EXERCISE DESCRIPTION
Everything from the line containing "pub fn behavior(&self, id: EntityId)" through the last line of the data below should be given again exactly, both end lines included and nothing more.

----

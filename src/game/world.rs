//! Arena world: owns the shared combat services and runs the tick
//!
//! One tick moves every unit by the commands queued last tick, lets the grid
//! catch up with zone changes, advances the path planner and finally runs each
//! unit's behavior controller.

use std::sync::Arc;
use std::time::Instant;

use rand::rngs::StdRng;
use rand::{Rng, SeedableRng};
use tracing::{debug, info};

use crate::config::ArenaConfig;
use crate::game::behavior::{BehaviorContext, BehaviorController, BehaviorKind};
use crate::game::sim::SimUnit;
use crate::game::systems::fire_solution::{FireSolutionEngine, ProjectileRegistry};
use crate::game::systems::path_planner::PathPlanner;
use crate::game::tracker::EntityTracker;
use crate::game::unit::{Avatar, RandomWander, WeaponSpec};
use crate::game::walk_map::WalkMap;
use crate::game::workers::WorkerPool;
use crate::game::zone::{GridGeometry, Zone};
use crate::game::zone_grid::{ZoneError, ZoneGrid};
use crate::metrics::Metrics;
use crate::util::ids::{EntityId, IdGenerator};
use crate::util::vec2::Vec2;

/// Blueprint for spawning a unit
#[derive(Debug, Clone)]
pub struct UnitSpec {
    /// Bounding box size in world units
    pub size: Vec2,
    /// Per-axis speed limit in world units per second
    pub max_speed: Vec2,
    pub weapon: Option<WeaponSpec>,
}

struct Slot {
    unit: Arc<SimUnit>,
    controller: BehaviorController,
}

/// A running arena
pub struct World {
    geometry: GridGeometry,
    dt: f32,
    map: Arc<WalkMap>,
    workers: Arc<WorkerPool>,
    metrics: Arc<Metrics>,
    grid: Arc<ZoneGrid>,
    planner: Arc<PathPlanner>,
    fire: Arc<FireSolutionEngine>,
    ctx: Arc<BehaviorContext>,
    entity_ids: IdGenerator,
    rng: StdRng,
    slots: Vec<Slot>,
    tick: u64,
}

impl World {
    /// Build a world over `map`. The grid takes the map's dimensions; every
    /// unwalkable cell is blocked in the grid so no unit can ever occupy it.
    pub fn new(config: &ArenaConfig, map: WalkMap, registry: Arc<ProjectileRegistry>) -> Self {
        Self::with_workers(config, map, registry, Arc::new(WorkerPool::new(config.workers)))
    }

    pub fn with_workers(
        config: &ArenaConfig,
        map: WalkMap,
        registry: Arc<ProjectileRegistry>,
        workers: Arc<WorkerPool>,
    ) -> Self {
        let geometry = GridGeometry::new(map.cols(), map.rows(), Vec2::splat(config.cell_size));
        let metrics = Arc::new(Metrics::new());

        let grid = Arc::new(
            ZoneGrid::new(geometry)
                .with_reserve_probes(config.reserve_probes)
                .with_metrics(metrics.clone()),
        );
        let mut blocked = 0;
        for index in 0..geometry.cell_count() {
            let zone = geometry.zone_at(index);
            if !map.is_walkable(zone) && grid.block(zone).is_ok() {
                blocked += 1;
            }
        }

        let map = Arc::new(map);
        let planner = Arc::new(
            PathPlanner::new(
                map.clone(),
                grid.clone(),
                workers.clone(),
                Arc::new(IdGenerator::new()),
            )
            .with_metrics(metrics.clone()),
        );
        let fire = Arc::new(
            FireSolutionEngine::new(
                registry,
                geometry.cell_size(),
                config.sub_tick_dt(),
                config.fire_time_cap,
            )
            .with_metrics(metrics.clone()),
        );

        let ctx = Arc::new(BehaviorContext {
            grid: grid.clone(),
            planner: planner.clone(),
            fire: fire.clone(),
            workers: workers.clone(),
            metrics: metrics.clone(),
            dt: config.dt(),
            replan_ticks: config.replan_ticks,
        });

        info!(
            cols = geometry.cols(),
            rows = geometry.rows(),
            blocked,
            workers = config.workers,
            "World created"
        );

        Self {
            geometry,
            dt: config.dt(),
            map,
            workers,
            metrics,
            grid,
            planner,
            fire,
            ctx,
            entity_ids: IdGenerator::new(),
            rng: StdRng::seed_from_u64(config.seed),
            slots: Vec::new(),
            tick: 0,
        }
    }

    /// Spawn a unit in a random free cell
    pub fn spawn(&mut self, spec: UnitSpec) -> Result<Arc<SimUnit>, ZoneError> {
        let anchor = self.grid.reserve_random_free_cell(&mut self.rng)?;
        let zone = self.geometry.nearest_zone(anchor);
        self.spawn_reserved(zone, spec)
    }

    /// Spawn a unit in a specific cell
    pub fn spawn_at(&mut self, zone: Zone, spec: UnitSpec) -> Result<Arc<SimUnit>, ZoneError> {
        self.grid.reserve(zone)?;
        self.spawn_reserved(zone, spec)
    }

    fn spawn_reserved(&mut self, zone: Zone, spec: UnitSpec) -> Result<Arc<SimUnit>, ZoneError> {
        let id = self.entity_ids.next_id();
        let tracker = Arc::new(EntityTracker::new(
            id,
            self.geometry,
            self.workers.clone(),
            self.geometry.anchor(zone),
            spec.size,
        ));
        if let Err(e) = self.grid.place(&tracker) {
            self.grid.release(zone);
            return Err(e);
        }
        self.grid.track(&tracker);

        let unit = Arc::new(SimUnit::new(tracker, spec.max_speed, spec.weapon));
        let seed: u64 = self.rng.gen();
        let controller = BehaviorController::new(
            self.ctx.clone(),
            unit.clone(),
            unit.clone(),
            Box::new(RandomWander::new(seed, self.map.clone())),
            seed,
        );
        self.slots.push(Slot {
            unit: unit.clone(),
            controller,
        });

        debug!(unit = id, zone = %zone, "Unit spawned");
        Ok(unit)
    }

    /// Point `unit`'s controller at `target` (`None` clears it). False when
    /// either id is unknown.
    pub fn assign_target(&mut self, unit: EntityId, target: Option<EntityId>) -> bool {
        let target = match target {
            Some(id) => match self.unit(id) {
                Some(found) => Some(found as Arc<dyn Avatar>),
                None => return false,
            },
            None => None,
        };
        match self.slots.iter_mut().find(|s| s.unit.id() == unit) {
            Some(slot) => {
                slot.controller.set_target(target);
                true
            }
            None => false,
        }
    }

    /// Kill a unit and take it off the grid. Controllers targeting it fall
    /// back to Idle on their next update.
    pub fn despawn(&mut self, id: EntityId) -> bool {
        let Some(index) = self.slots.iter().position(|s| s.unit.id() == id) else {
            return false;
        };
        let slot = self.slots.remove(index);
        slot.unit.kill();
        self.grid.remove(slot.unit.tracker());
        debug!(unit = id, "Unit despawned");
        true
    }

    /// Run one tick and return its number
    pub fn tick(&mut self) -> u64 {
        let started = Instant::now();
        let tick = self.tick;

        for slot in &self.slots {
            slot.unit.step(self.dt, &self.map);
        }
        self.grid.execute();
        self.planner.execute(tick);
        for slot in &mut self.slots {
            slot.controller.update(tick);
        }

        self.metrics.set_units_alive(self.slots.iter().filter(|s| s.unit.is_alive()).count());
        self.metrics.record_tick_time(started.elapsed());
        self.tick += 1;
        tick
    }

    pub fn current_tick(&self) -> u64 {
        self.tick
    }

    pub fn unit(&self, id: EntityId) -> Option<Arc<SimUnit>> {
        self.slots.iter().find(|s| s.unit.id() == id).map(|s| s.unit.clone())
    }

    pub fn units(&self) -> impl Iterator<Item = &Arc<SimUnit>> {
        self.slots.iter().map(|s| &s.unit)
    }

    /// Current behavior of a unit's controller
    pub fn behavior(&self, id: EntityId) -> Option<BehaviorKind> {
        self.controller(id).map(BehaviorController::current)
    }

    pub fn controller(&self, id: EntityId) -> Option<&BehaviorController> {
        self.slots.iter().find(|s| s.unit.id() == id).map(|s| &s.controller)
    }

    pub fn unit_count(&self) -> usize {
        self.slots.len()
    }

    pub fn geometry(&self) -> &GridGeometry {
        &self.geometry
    }

    pub fn grid(&self) -> &Arc<ZoneGrid> {
        &self.grid
    }

    pub fn planner(&self) -> &Arc<PathPlanner> {
        &self.planner
    }

    pub fn fire(&self) -> &Arc<FireSolutionEngine> {
        &self.fire
    }

    pub fn metrics(&self) -> &Arc<Metrics> {
        &self.metrics
    }

    pub fn workers(&self) -> &Arc<WorkerPool> {
        &self.workers
    }
}

impl std::fmt::Debug for World {
    fn fmt(&self, f: &mut std::fmt::Formatter<'_>) -> std::fmt::Result {
        f.debug_struct("World")
            .field("tick", &self.tick)
            .field("units", &self.slots.len())
            .field("grid", &self.grid)
            .field("planner", &self.planner)
            .finish()
    }
}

----

OUTPUT
    pub fn behavior(&self, id: EntityId) -> Option<BehaviorKind> {
        self.controller(id).map(BehaviorController::current)
    }

    pub fn controller(&self, id: EntityId) -> Option<&BehaviorController> {
        self.slots.iter().find(|s| s.unit.id() == id).map(|s| &s.controller)
    }

    pub fn unit_count(&self) -> usize {
        self.slots.len()
    }

    pub fn geometry(&self) -> &GridGeometry {
        &self.geometry
    }

    pub fn grid(&self) -> &Arc<ZoneGrid> {
        &self.grid
    }

    pub fn planner(&self) -> &Arc<PathPlanner> {
        &self.planner
    }

    pub fn fire(&self) -> &Arc<FireSolutionEngine> {
        &self.fire
    }

    pub fn metrics(&self) -> &Arc<Metrics> {
        &self.metrics
    }

    pub fn workers(&self) -> &Arc<WorkerPool> {
        &self.workers
    }
}

impl std::fmt::Debug for World {
    fn fmt(&self, f: &mut std::fmt::Formatter<'_>) -> std::fmt::Result {
        f.debug_struct("World")
            .field("tick", &self.tick)
            .field("units", &self.slots.len())
            .field("grid", &self.grid)
            .field("planner", &self.planner)
            .finish()
    }
}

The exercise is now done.